TASK STATEMENT:
In the entries below, every line with the string "NunchucksResult" is to be reported.

■ ■ ■ ■ ■ ■ ■

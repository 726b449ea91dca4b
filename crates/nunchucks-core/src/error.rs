//! Error types for nunchucks.
//!
//! [`NunchucksError`] covers every failure the engine can surface: loader
//! misses and read failures, compile-time structural errors, render-time
//! runtime errors, and the configuration and I/O errors raised by the
//! command-line adapter. Expression evaluation errors exist as a variant
//! but are always absorbed by the expression fallback chain before they
//! reach a caller.

use thiserror::Error;

/// The primary error type for nunchucks.
#[derive(Error, Debug)]
pub enum NunchucksError {
    // ── Loader errors ────────────────────────────────────────────────

    /// The loader has no template under the requested name.
    #[error("template not found: {0}")]
    TemplateNotFound(String),

    /// The loader found the template but could not read it, or rejected
    /// the name (for example a path escaping the template root).
    #[error("loader error: {0}")]
    LoaderError(String),

    // ── Template errors ──────────────────────────────────────────────

    /// Structural problem in template source: an `extends` cycle, an
    /// unterminated block construct, or a malformed statement.
    #[error("compile error: {0}")]
    CompileError(String),

    /// A failure while executing a parsed template, such as calling a
    /// value that is not callable or exceeding the render depth ceiling.
    #[error("runtime error: {0}")]
    RuntimeError(String),

    /// Lexing or parsing of an embedded expression failed. Never returned
    /// from a public render call.
    #[error("expression error: {0}")]
    ExpressionError(String),

    // ── Configuration ────────────────────────────────────────────────

    /// Invalid settings or command-line input.
    #[error("improperly configured: {0}")]
    ConfigurationError(String),

    // ── Serialization ────────────────────────────────────────────────

    /// A context payload could not be decoded.
    #[error("serialization error: {0}")]
    SerializationError(String),

    // ── IO ───────────────────────────────────────────────────────────

    /// An I/O error.
    #[error("IO error: {0}")]
    IoError(#[from] std::io::Error),
}

impl NunchucksError {
    /// Returns `true` if this error is a loader miss.
    ///
    /// `{% include ... ignore missing %}` swallows exactly these errors.
    pub const fn is_not_found(&self) -> bool {
        matches!(self, Self::TemplateNotFound(_))
    }
}

impl From<serde_json::Error> for NunchucksError {
    fn from(err: serde_json::Error) -> Self {
        Self::SerializationError(err.to_string())
    }
}

/// A convenience type alias for results using [`NunchucksError`].
pub type NunchucksResult<T> = Result<T, NunchucksError>;

#[cfg(test)]
mod tests {
    use super::*;

    #[test]
    fn test_display_names_template() {
        let err = NunchucksError::TemplateNotFound("missing.njk".into());
        assert_eq!(err.to_string(), "template not found: missing.njk");
    }

    #[test]
    fn test_is_not_found() {
        assert!(NunchucksError::TemplateNotFound("x".into()).is_not_found());
        assert!(!NunchucksError::LoaderError("x".into()).is_not_found());
        assert!(!NunchucksError::CompileError("x".into()).is_not_found());
    }

    #[test]
    fn test_io_error_conversion() {
        let io = std::io::Error::new(std::io::ErrorKind::NotFound, "gone");
        let err: NunchucksError = io.into();
        assert!(matches!(err, NunchucksError::IoError(_)));
        assert!(err.to_string().contains("gone"));
    }

    #[test]
    fn test_serde_json_error_conversion() {
        let parse: Result<serde_json::Value, _> = serde_json::from_str("{nope");
        let err: NunchucksError = parse.unwrap_err().into();
        assert!(matches!(err, NunchucksError::SerializationError(_)));
    }

    #[test]
    fn test_result_alias() {
        fn fails() -> NunchucksResult<()> {
            Err(NunchucksError::RuntimeError("boom".into()))
        }
        assert_eq!(fails().unwrap_err().to_string(), "runtime error: boom");
    }
}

■ ■ ■ ■ ■ ■ ■

REPLY TO THE TASK:
pub type NunchucksResult<T> = Result<T, NunchucksError>;
        fn fails() -> NunchucksResult<()> {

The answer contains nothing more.